Q: What is the difference between the 64 bit and 128 bit G-buffer layouts?
64 bit layout is the minimal layout. It provides the bare minimum for most real time applications (UV and tangent frame). UV allows you to fetch all the material textures (and calculate screen space gradients for virtual texturing page ID pass and anisotropic filtering). Tangent allows you to perform (anisotropic) lighting and parallax mapping. UV also implicitly gives you virtual texture page ID (UV divided by page size = VT page id). This gives you the mip level (integer part) for free and allows you to fetch per material properties from the virtual texture, such as texture renormalization mul+add, colorize color, lighting model id, etc.
128 bit layout gives you some extra space to store data that can be linearly interpolated (assuming MSAA trick is used). The most common thing to include would be per pixel motion vectors (for motion blur and temporal reprojection). Per triangle constant data (such as instance id) can also be stored (as the MSAA trick reconstructs all per triangle constant data perfectly).

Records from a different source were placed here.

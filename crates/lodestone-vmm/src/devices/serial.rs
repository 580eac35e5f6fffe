//! 16550A UART on the legacy COM ports.
//!
//! Register emulation is provided by [`vm_superio::Serial`].  The device
//! raises its interrupt through an eventfd registered as an irqfd, so the
//! I/O worker never touches the interrupt controller directly.

use std::io::{self, Write};
use std::sync::{Arc, Mutex, OnceLock, PoisonError};

use serde::{Deserialize, Serialize};
use serde_json::Value;
use vm_superio::serial::NoEvents;
use vm_superio::{Serial, SerialState, Trigger};
use vmm_sys_util::eventfd::EventFd;

use super::{AttachContext, Device, DeviceError, DeviceInfo, PioCapable, Stateful};
use crate::io::{DeviceCore, IoError, IoHandler, IoOps, WriteOutcome};
use crate::memory::MemoryRegion;
use crate::platform::PlatformError;

/// Base I/O port for COM1 (standard PC/AT).
pub const COM1_BASE: u16 = 0x3F8;

/// Base I/O port for COM2.
pub const COM2_BASE: u16 = 0x2F8;

/// IRQ line for COM1 (standard PC/AT: IRQ 4).
pub const COM1_IRQ: u32 = 4;

/// IRQ line for COM2 (standard PC/AT: IRQ 3).
pub const COM2_IRQ: u32 = 3;

/// Number of registers behind each COM base port.
pub const UART_PORT_COUNT: u64 = 8;

#[derive(Debug, Clone, PartialEq, Eq, Serialize, Deserialize)]
#[serde(default)]
pub struct UartConfig {
    pub port: u16,
    pub irq: u32,
}

impl Default for UartConfig {
    fn default() -> Self {
        Self {
            port: COM1_BASE,
            irq: COM1_IRQ,
        }
    }
}

/// Serialisable copy of [`SerialState`].
#[derive(Debug, Clone, Default, PartialEq, Eq, Serialize, Deserialize)]
pub struct UartState {
    pub baud_divisor_low: u8,
    pub baud_divisor_high: u8,
    pub interrupt_enable: u8,
    pub interrupt_identification: u8,
    pub line_control: u8,
    pub line_status: u8,
    pub modem_control: u8,
    pub modem_status: u8,
    pub scratch: u8,
    pub in_buffer: Vec<u8>,
}

impl From<SerialState> for UartState {
    fn from(s: SerialState) -> Self {
        Self {
            baud_divisor_low: s.baud_divisor_low,
            baud_divisor_high: s.baud_divisor_high,
            interrupt_enable: s.interrupt_enable,
            interrupt_identification: s.interrupt_identification,
            line_control: s.line_control,
            line_status: s.line_status,
            modem_control: s.modem_control,
            modem_status: s.modem_status,
            scratch: s.scratch,
            in_buffer: s.in_buffer,
        }
    }
}

impl From<UartState> for SerialState {
    fn from(s: UartState) -> Self {
        SerialState {
            baud_divisor_low: s.baud_divisor_low,
            baud_divisor_high: s.baud_divisor_high,
            interrupt_enable: s.interrupt_enable,
            interrupt_identification: s.interrupt_identification,
            line_control: s.line_control,
            line_status: s.line_status,
            modem_control: s.modem_control,
            modem_status: s.modem_status,
            scratch: s.scratch,
            in_buffer: s.in_buffer,
        }
    }
}

/// What a UART saves: its configuration plus register contents.
#[derive(Debug, Clone, Serialize, Deserialize)]
struct UartSnapshot {
    #[serde(flatten)]
    config: UartConfig,
    #[serde(default)]
    registers: Option<UartState>,
}

/// Wrapper to implement [`vm_superio::Trigger`] for an [`EventFd`].
struct SerialTrigger(EventFd);

impl Trigger for SerialTrigger {
    type E = io::Error;

    fn trigger(&self) -> Result<(), Self::E> {
        self.0.write(1)
    }
}

/// A cloneable sink for transmitted bytes.
#[derive(Clone)]
pub struct SharedOutput(Arc<Mutex<Box<dyn Write + Send>>>);

impl SharedOutput {
    pub fn new(out: Box<dyn Write + Send>) -> Self {
        Self(Arc::new(Mutex::new(out)))
    }

    pub fn stdout() -> Self {
        Self::new(Box::new(io::stdout()))
    }
}

impl Write for SharedOutput {
    fn write(&mut self, buf: &[u8]) -> io::Result<usize> {
        self.0.lock().unwrap_or_else(PoisonError::into_inner).write(buf)
    }

    fn flush(&mut self) -> io::Result<()> {
        self.0.lock().unwrap_or_else(PoisonError::into_inner).flush()
    }
}

struct UartOps {
    name: String,
    serial: Serial<SerialTrigger, NoEvents, SharedOutput>,
    irq_evt: EventFd,
    output: SharedOutput,
}

impl UartOps {
    fn trigger(&self) -> Result<SerialTrigger, IoError> {
        let fd = self
            .irq_evt
            .try_clone()
            .map_err(|e| IoError::Platform(PlatformError::Eventfd(e)))?;
        Ok(SerialTrigger(fd))
    }
}

impl IoOps for UartOps {
    fn read(&mut self, offset: u64, _size: u8) -> Result<u64, IoError> {
        Ok(u64::from(self.serial.read(offset as u8)))
    }

    fn write(&mut self, offset: u64, _size: u8, value: u64) -> Result<WriteOutcome, IoError> {
        self.serial
            .write(offset as u8, value as u8)
            .map_err(|e| IoError::Device {
                device: self.name.clone(),
                offset,
                reason: format!("{e:?}"),
            })?;
        Ok(WriteOutcome::Done)
    }

    fn save(&self) -> Option<Value> {
        serde_json::to_value(UartState::from(self.serial.state())).ok()
    }

    fn restore(&mut self, state: &Value) -> Result<(), IoError> {
        let state: UartState =
            serde_json::from_value(state.clone()).map_err(IoError::Restore)?;
        self.serial = Serial::from_state(
            &SerialState::from(state),
            self.trigger()?,
            NoEvents,
            self.output.clone(),
        )
        .map_err(|e| IoError::Device {
            device: self.name.clone(),
            offset: 0,
            reason: format!("{e:?}"),
        })?;
        Ok(())
    }
}

pub struct Uart {
    core: Arc<DeviceCore>,
    config: UartConfig,
    output: SharedOutput,
    handler: OnceLock<IoHandler>,
}

impl Uart {
    pub fn create(info: &DeviceInfo) -> Result<Arc<dyn Device>, DeviceError> {
        Ok(Arc::new(Self::with_output(info, SharedOutput::stdout())?))
    }

    /// A UART transmitting into `output` instead of stdout.
    pub fn with_output(info: &DeviceInfo, output: SharedOutput) -> Result<Self, DeviceError> {
        Ok(Self {
            core: DeviceCore::new(&info.name, &info.driver),
            config: info.config()?,
            output,
            handler: OnceLock::new(),
        })
    }

    fn handler(&self) -> Result<&IoHandler, DeviceError> {
        self.handler.get().ok_or_else(|| DeviceError::Invalid {
            device: self.name().to_string(),
            reason: "not attached".to_string(),
        })
    }
}

impl Device for Uart {
    fn core(&self) -> &Arc<DeviceCore> {
        &self.core
    }

    fn config(&self) -> Value {
        serde_json::to_value(&self.config).unwrap_or(Value::Null)
    }

    fn attach(&self, ctx: &mut AttachContext<'_>) -> Result<(), DeviceError> {
        let name = self.name().to_string();
        let irq = ctx.interrupts.allocate(&name, Some(self.config.irq))?;

        let irq_evt = EventFd::new(libc::EFD_NONBLOCK).map_err(PlatformError::Eventfd)?;
        ctx.platform.register_irqfd(&irq_evt, irq)?;
        let trigger = SerialTrigger(irq_evt.try_clone().map_err(PlatformError::Eventfd)?);

        let ops = UartOps {
            name: name.clone(),
            serial: Serial::new(trigger, self.output.clone()),
            irq_evt,
            output: self.output.clone(),
        };
        let region = MemoryRegion::new(u64::from(self.config.port), UART_PORT_COUNT);
        let handler = IoHandler::spawn(Arc::clone(&self.core), region, Box::new(ops))?;
        self.handler
            .set(handler)
            .map_err(|_| DeviceError::Invalid {
                device: name,
                reason: "attached twice".to_string(),
            })?;
        Ok(())
    }

    fn as_pio(&self) -> Option<&dyn PioCapable> {
        Some(self)
    }

    fn as_stateful(&self) -> Option<&dyn Stateful> {
        Some(self)
    }
}

impl PioCapable for Uart {
    fn pio_handlers(&self) -> Vec<IoHandler> {
        self.handler.get().cloned().into_iter().collect()
    }
}

impl Stateful for Uart {
    fn save(&self) -> Result<Value, DeviceError> {
        let registers = self
            .handler()?
            .save_state()?
            .map(serde_json::from_value)
            .transpose()
            .map_err(IoError::Restore)?;
        let snapshot = UartSnapshot {
            config: self.config.clone(),
            registers,
        };
        serde_json::to_value(snapshot).map_err(|e| DeviceError::Io(IoError::Restore(e)))
    }

    fn load(&self, state: &Value) -> Result<(), DeviceError> {
        let snapshot: UartSnapshot =
            serde_json::from_value(state.clone()).map_err(|source| DeviceError::Config {
                device: self.name().to_string(),
                source,
            })?;
        if let Some(registers) = snapshot.registers {
            let value = serde_json::to_value(registers).map_err(IoError::Restore)?;
            self.handler()?.restore_state(value)?;
        }
        Ok(())
    }
}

MSAA-trick reduces the color bandwidth on average by 2.7x. 128 bit layout roughly matches traditional G-buffer of 48 bits/pixel (+depth) in bandwidth usage. As everybody seems to be using temporal reprojection, having a cheap way to store per pixel motion vectors is an additional advantage of the MSAA-trick technique.
Q: How can everything be rendered with a single pixel shader?
The pixel shader receives the interpolated UV coordinate and the interpolated tangent frame (quaternion) from the vertex shader (*). Tangent is encoded (10-10-10-2) and virtual texture indirection is performed for the UV. There are not that many different ways to perform these two operations. A single pixel shader is enough for this task.
Material/lighting permutations can be handled with the exactly the same methods used by other deferred rendering pipelines. With tiled deferred rendering, this either means tile classification or uber-shader. Clustered deferred shading (pixel binning) can be also used if high amount of material/lighting permutations are needed.
(*) To ensure that the VS->PS quaternion interpolation works properly, use the mesh preprocessing trick described by Peter Sikachev in GPU-Pro 5:
http://gpupro.blogspot.fi/2014/01/our-gpu-pro-5-chapter-describes.html
Q: Can deferred texturing support complex materials (mask textures to blend multiple material textures together)?
Virtual texture page cache provides storage for texture space transformations. Operations such as the one described above can be executed in a separate (artist authored/configured) shader that writes to the virtual texture page cache. The advantage of this method is that the complex blending operation only needs to be executed when a page comes visible. On average pages are visible for more than 2 seconds. At 60 fps, this means that the cost of a material blend operation is amortized on average over 100 frames. Decal rendering works similarly and has similar gains.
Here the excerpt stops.